Later, Lewis will give a lecture at 7 p.m. at the Spencer Museum of Art Auditorium. His lecture, “Can Michael Vick Be Forgiven? Race, Gender and Mythologies in American Sports Culture,” will explore topics on contemporary athletes and the public response to them. The lecture will be followed by a book signing and reception in the Lobby of the Kansas Union.

Lewis’ lecture references Michael Vick, who is as well-known for his actions on the field as a professional football player as he is for his actions off the field, namely an illegal dog-fighting ring that resulted in a federal conviction. Vick served a sentence and paid penalties for the crime, but he still faces frequent criticism four years later.

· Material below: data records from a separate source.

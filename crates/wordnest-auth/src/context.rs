//! Request-scoped authentication context
//!
//! The middleware stores these values in request extensions; handlers and
//! later middleware read them back through the `FromRequestParts` impls.
//! An extractor whose value is missing rejects with
//! [`AuthError::MissingContext`] (401), since it means authentication never
//! ran for the route.

use axum::extract::FromRequestParts;
use axum::http::request::Parts;

use crate::account::{LocalAccount, Role};
use crate::error::AuthError;
use crate::identity::Identity;

/// Set by both authentication variants
#[derive(Debug, Clone, PartialEq)]
pub struct IdentityContext {
    /// Verified identity id
    pub identity_id: String,
    /// Full verified identity
    pub identity: Identity,
}

impl IdentityContext {
    /// Wrap a verified identity
    pub fn new(identity: Identity) -> Self {
        Self {
            identity_id: identity.id.clone(),
            identity,
        }
    }
}

/// Set by the registration-required variant
#[derive(Debug, Clone, PartialEq)]
pub struct AccountContext {
    /// Local account id
    pub account_id: String,
    /// Local account record
    pub account: LocalAccount,
    /// Verified identity id
    pub identity_id: String,
    /// Family id; empty when the account has none
    pub family_id: String,
    /// Account role
    pub role: Role,
    /// Full verified identity
    pub identity: Identity,
}

impl AccountContext {
    /// Combine a verified identity with its local account
    pub fn new(identity: Identity, account: LocalAccount) -> Self {
        Self {
            account_id: account.id.clone(),
            identity_id: identity.id.clone(),
            family_id: account.family_id.clone().unwrap_or_default(),
            role: account.role,
            account,
            identity,
        }
    }
}

/// Family id confirmed by the family-scope check
///
/// Handlers scope family data by this value, never by a family id taken
/// from the request.
#[derive(Debug, Clone, PartialEq, Eq)]
pub struct ValidatedFamilyId(pub String);

impl ValidatedFamilyId {
    /// The confirmed family id
    pub fn as_str(&self) -> &str {
        &self.0
    }
}

impl<S> FromRequestParts<S> for IdentityContext
where
    S: Send + Sync,
{
    type Rejection = AuthError;

    async fn from_request_parts(parts: &mut Parts, _state: &S) -> Result<Self, Self::Rejection> {
        parts
            .extensions
            .get::<IdentityContext>()
            .cloned()
            .ok_or(AuthError::MissingContext("identity"))
    }
}

impl<S> FromRequestParts<S> for AccountContext
where
    S: Send + Sync,
{
    type Rejection = AuthError;

    async fn from_request_parts(parts: &mut Parts, _state: &S) -> Result<Self, Self::Rejection> {
        parts
            .extensions
            .get::<AccountContext>()
            .cloned()
            .ok_or(AuthError::MissingContext("account"))
    }
}

impl<S> FromRequestParts<S> for ValidatedFamilyId
where
    S: Send + Sync,
{
    type Rejection = AuthError;

    async fn from_request_parts(parts: &mut Parts, _state: &S) -> Result<Self, Self::Rejection> {
        parts
            .extensions
            .get::<ValidatedFamilyId>()
            .cloned()
            .ok_or(AuthError::MissingContext("family"))
    }
}

#[cfg(test)]
mod tests {
    use super::*;
    use axum::http::Request;

    #[test]
    fn test_account_context_flattens_account() {
        let identity = Identity::new("u1");
        let account = LocalAccount::new("acc-1", "u1", Role::Parent).in_family("fam-1");
        let ctx = AccountContext::new(identity, account);

        assert_eq!(ctx.account_id, "acc-1");
        assert_eq!(ctx.identity_id, "u1");
        assert_eq!(ctx.family_id, "fam-1");
        assert_eq!(ctx.role, Role::Parent);
    }

    #[test]
    fn test_account_without_family_has_empty_family_id() {
        let ctx = AccountContext::new(
            Identity::new("u2"),
            LocalAccount::new("acc-2", "u2", Role::Admin),
        );
        assert!(ctx.family_id.is_empty());
    }

    #[tokio::test]
    async fn test_extractor_rejects_when_missing() {
        let (mut parts, _) = Request::new(()).into_parts();

        let err = IdentityContext::from_request_parts(&mut parts, &())
            .await
            .unwrap_err();
        assert_eq!(err, AuthError::MissingContext("identity"));

        let err = ValidatedFamilyId::from_request_parts(&mut parts, &())
            .await
            .unwrap_err();
        assert_eq!(err.status_code(), axum::http::StatusCode::UNAUTHORIZED);
    }

    #[tokio::test]
    async fn test_extractor_reads_extension() {
        let (mut parts, _) = Request::new(()).into_parts();
        parts
            .extensions
            .insert(IdentityContext::new(Identity::new("u1")));

        let ctx = IdentityContext::from_request_parts(&mut parts, &())
            .await
            .unwrap();
        assert_eq!(ctx.identity_id, "u1");
    }
}
//! Verified identity produced by a [`SessionValidator`](crate::validator::SessionValidator)
//!
//! An [`Identity`] is reconstructed on every request from the presented
//! credential and is never persisted. Validators only hand one out after a
//! fully successful validation.

use std::collections::HashMap;

use serde::{Deserialize, Serialize};
use serde_json::Value;

/// Trait key for the display name
pub const TRAIT_NAME: &str = "name";
/// Trait key for the email address
pub const TRAIT_EMAIL: &str = "email";

/// The verified result of validating a credential
#[derive(Debug, Clone, PartialEq, Serialize, Deserialize)]
#[serde(rename_all = "camelCase")]
pub struct Identity {
    /// Stable subject identifier (`sub`), never empty
    pub id: String,
    /// Best-effort contact address
    #[serde(default)]
    pub email: Option<String>,
    /// Whether the issuer vouches for the email address
    #[serde(default = "default_true")]
    pub verified: bool,
    /// Secondary attributes (display name, email, ...)
    #[serde(default)]
    pub traits: HashMap<String, Value>,
    /// Opaque correlation id from the credential (`jti`)
    #[serde(default)]
    pub session_id: Option<String>,
    /// Whether the credential itself is usable
    #[serde(default = "default_true")]
    pub active: bool,
}

fn default_true() -> bool {
    true
}

impl Identity {
    /// Create an active, verified identity with no optional fields
    pub fn new(id: impl Into<String>) -> Self {
        Self {
            id: id.into(),
            email: None,
            verified: true,
            traits: HashMap::new(),
            session_id: None,
            active: true,
        }
    }

    /// Set the email address (also recorded as a trait)
    pub fn with_email(mut self, email: impl Into<String>) -> Self {
        let email = email.into();
        self.traits
            .insert(TRAIT_EMAIL.to_string(), Value::String(email.clone()));
        self.email = Some(email);
        self
    }

    /// Set the display name trait
    pub fn with_name(mut self, name: impl Into<String>) -> Self {
        self.traits
            .insert(TRAIT_NAME.to_string(), Value::String(name.into()));
        self
    }

    /// Set the session correlation id
    pub fn with_session_id(mut self, session_id: impl Into<String>) -> Self {
        self.session_id = Some(session_id.into());
        self
    }

    /// Set the email verification state
    pub fn with_verified(mut self, verified: bool) -> Self {
        self.verified = verified;
        self
    }

    /// Fixed identity used by the static validator when none is configured
    pub fn development() -> Self {
        Self::new("00000000-0000-0000-0000-000000000001")
            .with_email("dev@wordnest.local")
            .with_name("Dev Parent")
            .with_session_id("dev-session")
    }

    /// Display name trait, if present
    pub fn display_name(&self) -> Option<&str> {
        self.traits.get(TRAIT_NAME).and_then(Value::as_str)
    }
}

Lewis said he wrote his book for the casual fan, the hardcore fan, athletes and those in the sports business. The text encourages a restructuring of the power of the racial subtexts thrust into sporting arenas, upon the bodies of athletes of color, and into the mind and hearts of spectators via the racial contract. Lewis wants readers to emerge with more truthful narratives, more honest dialogues, better American values, better social relations, and, he hopes, using this new vision of sports culture as a model, real change.

He is currently an associate professor of English at Washington State University, Vancouver. He has published widely in the areas of African-American literature, African-American studies, and sport and race. His areas of teaching are 20th century American literature, African-American literature, race and cultural studies. He has worked as a journalist, talk radio host and editor.

Lewis’ visit to KU is presented by the Project on the History of Black Writing. The event is also sponsored by the Office of Diversity and Equity, Kansas Athletics, the School of Journalism, KU Libraries, the College of Liberal Arts and Sciences and its Departments of English, and Women, Gender and Sexuality Studies.